Title: The Rosie Project
Author: Graeme Simsion
Enjoyment Rating: ***
Source: Kindle
This book would be rated: PG-13 for sexual themes and language
Don is a genetics professor living in Australia who knows that now that he's in his late 30s, it's time for him to start looking for a wife. And so he starts the search with the same methodical precision that he applies to his weekly dinner menus (no variations in his meals, whatsoever). He creates a questionnaire, and before he'll go out with a woman, she has to take the questionnaire, and he has to score it, after which time there are very few women who pass his test, and very few women who are willing to date him after taking it.
At the same time, Don meets Rosie, who isn't a candidate for the wife project, and even if she were, she'd totally fail Don's test. She's unpredictable and feisty and a smoker, and she enlists Don's help to find her biological father. Rather predictably, Don and Rosie fall for each other over the course of the novel, and Don starts to see that he's okay with a little bit of uncertainty in his life.

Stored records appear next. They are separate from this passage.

//! Pipeline state machine.
//!
//! The pipeline moves `Null -> Ready -> Paused -> Playing` exactly once, and
//! falls back to `Null` exactly once during teardown. The current state is an
//! atomic so the dynamic linker can check it from dispatcher threads without
//! taking a lock.

use std::sync::atomic::{AtomicBool, AtomicU8, Ordering};
use std::sync::Arc;

use tracing::{debug, info};

use crate::framework::MediaFramework;
use crate::pipeline::error::{PipelineError, PipelineResult};

/// Pipeline-wide processing state.
#[derive(Debug, Clone, Copy, PartialEq, Eq, Hash, PartialOrd, Ord)]
#[repr(u8)]
pub enum PipelineState {
    Null = 0,
    Ready = 1,
    Paused = 2,
    Playing = 3,
}

impl PipelineState {
    fn from_u8(value: u8) -> Self {
        match value {
            1 => PipelineState::Ready,
            2 => PipelineState::Paused,
            3 => PipelineState::Playing,
            _ => PipelineState::Null,
        }
    }

    /// The next state on the way up, if any.
    pub fn next(self) -> Option<PipelineState> {
        match self {
            PipelineState::Null => Some(PipelineState::Ready),
            PipelineState::Ready => Some(PipelineState::Paused),
            PipelineState::Paused => Some(PipelineState::Playing),
            PipelineState::Playing => None,
        }
    }
}

impl std::fmt::Display for PipelineState {
    fn fmt(&self, f: &mut std::fmt::Formatter<'_>) -> std::fmt::Result {
        let name = match self {
            PipelineState::Null => "NULL",
            PipelineState::Ready => "READY",
            PipelineState::Paused => "PAUSED",
            PipelineState::Playing => "PLAYING",
        };
        f.write_str(name)
    }
}

/// Drives the framework through start-up and teardown.
pub struct LifecycleController {
    framework: Arc<dyn MediaFramework>,
    state: AtomicU8,
    started: AtomicBool,
    torn_down: AtomicBool,
}

impl LifecycleController {
    pub fn new(framework: Arc<dyn MediaFramework>) -> Self {
        Self {
            framework,
            state: AtomicU8::new(PipelineState::Null as u8),
            started: AtomicBool::new(false),
            torn_down: AtomicBool::new(false),
        }
    }

    pub fn state(&self) -> PipelineState {
        PipelineState::from_u8(self.state.load(Ordering::Acquire))
    }

    /// Only `Playing` accepts dynamic link requests.
    pub fn is_playing(&self) -> bool {
        self.state() == PipelineState::Playing
    }

    pub fn is_torn_down(&self) -> bool {
        self.torn_down.load(Ordering::Acquire)
    }

    pub fn has_started(&self) -> bool {
        self.started.load(Ordering::Acquire)
    }

    /// Step the framework up to `Playing`.
    ///
    /// Only valid once, from `Null`. The state reads `Playing` only after the
    /// framework has been asked for every intermediate state.
    pub fn start(&self) -> PipelineResult<()> {
        let current = self.state();
        if self.is_torn_down() || self.started.swap(true, Ordering::AcqRel) {
            return Err(PipelineError::InvalidTransition {
                from: current,
                to: PipelineState::Playing,
            });
        }

        let mut state = current;
        while let Some(next) = state.next() {
            self.transition(state, next);
            state = next;
        }
        info!("Pipeline is {}", state);
        Ok(())
    }

    fn transition(&self, from: PipelineState, to: PipelineState) {
        debug!("Pipeline state {} -> {}", from, to);
        self.framework.set_state(to);
        self.state.store(to as u8, Ordering::Release);
    }

    /// Return the framework to `Null`, then run `release` for the resources
    /// the framework held on to.
    ///
    /// Returns `false` without doing anything if teardown already ran.
    pub fn teardown<F: FnOnce()>(&self, release: F) -> bool {
        if self.torn_down.swap(true, Ordering::AcqRel) {
            debug!("Teardown already performed");
            return false;
        }

        let from = self.state();
        // Stop accepting link requests before the framework stops producing.
        self.state.store(PipelineState::Null as u8, Ordering::Release);
        debug!("Pipeline state {} -> {}", from, PipelineState::Null);
        self.framework.set_state(PipelineState::Null);
        release();
        info!("Pipeline torn down");
        true
    }
}

#[cfg(test)]
mod tests {
    use super::*;
    use crate::framework::MockMediaFramework;
    use mockall::Sequence;

    #[test]
    fn test_start_walks_every_state_in_order() {
        let mut framework = MockMediaFramework::new();
        let mut seq = Sequence::new();
        for state in [
            PipelineState::Ready,
            PipelineState::Paused,
            PipelineState::Playing,
        ] {
            framework
                .expect_set_state()
                .withf(move |s| *s == state)
                .times(1)
                .in_sequence(&mut seq)
                .return_const(());
        }

        let lifecycle = LifecycleController::new(Arc::new(framework));
        assert_eq!(lifecycle.state(), PipelineState::Null);
        lifecycle.start().unwrap();
        assert!(lifecycle.is_playing());
    }

    #[test]
    fn test_second_start_is_rejected() {
        let mut framework = MockMediaFramework::new();
        framework.expect_set_state().times(3).return_const(());

        let lifecycle = LifecycleController::new(Arc::new(framework));
        lifecycle.start().unwrap();
        let err = lifecycle.start().unwrap_err();
        assert!(matches!(
            err,
            PipelineError::InvalidTransition {
                from: PipelineState::Playing,
                to: PipelineState::Playing
            }
        ));
    }

    #[test]
    fn test_teardown_runs_once() {
        let mut framework = MockMediaFramework::new();
        framework.expect_set_state().times(4).return_const(());

        let lifecycle = LifecycleController::new(Arc::new(framework));
        lifecycle.start().unwrap();

        let mut released = 0;
        assert!(lifecycle.teardown(|| released += 1));
        assert!(!lifecycle.teardown(|| released += 1));
        assert_eq!(released, 1);
        assert_eq!(lifecycle.state(), PipelineState::Null);
        assert!(!lifecycle.is_playing());
    }

    #[test]
    fn test_teardown_sets_null_before_release() {
        let mut framework = MockMediaFramework::new();
        framework
            .expect_set_state()
            .withf(|s| *s == PipelineState::Null)
            .times(1)
            .return_const(());

        let lifecycle = LifecycleController::new(Arc::new(framework));
        let mut state_during_release = None;
        lifecycle.teardown(|| state_during_release = Some(lifecycle.state()));
        assert_eq!(state_during_release, Some(PipelineState::Null));
    }

    #[test]
    fn test_start_after_teardown_is_rejected() {
        let mut framework = MockMediaFramework::new();
        framework.expect_set_state().times(1).return_const(());

        let lifecycle = LifecycleController::new(Arc::new(framework));
        lifecycle.teardown(|| {});
        assert!(lifecycle.start().is_err());
    }

    #[test]
    fn test_state_order() {
        assert!(PipelineState::Null < PipelineState::Ready);
        assert!(PipelineState::Paused < PipelineState::Playing);
        assert_eq!(PipelineState::Playing.next(), None);
        assert_eq!(PipelineState::Playing.to_string(), "PLAYING");
    }
}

The Rosie Project was a cute book, but last time I checked Amazon it had something like a 4.8-star rating, and while I liked it well enough, I certainly didn't think it was a five-star book. In the first place, there didn't seem to be much story beyond whether Don would realize that he and Rosie were perfect for each other. And while I'm loath to admit this, as the parent of a kid with Asperger's, my kid barely resembles Don, with his regimented behaviors and nerdiness (although the social cluelessness is there), to the point that I'm not sure if Simsion has Asperger's wrong or I do. Anyway, a fun read, but I don't think it lives up to the hype it's getting.
1 comment:
Good to know since it's next on my list.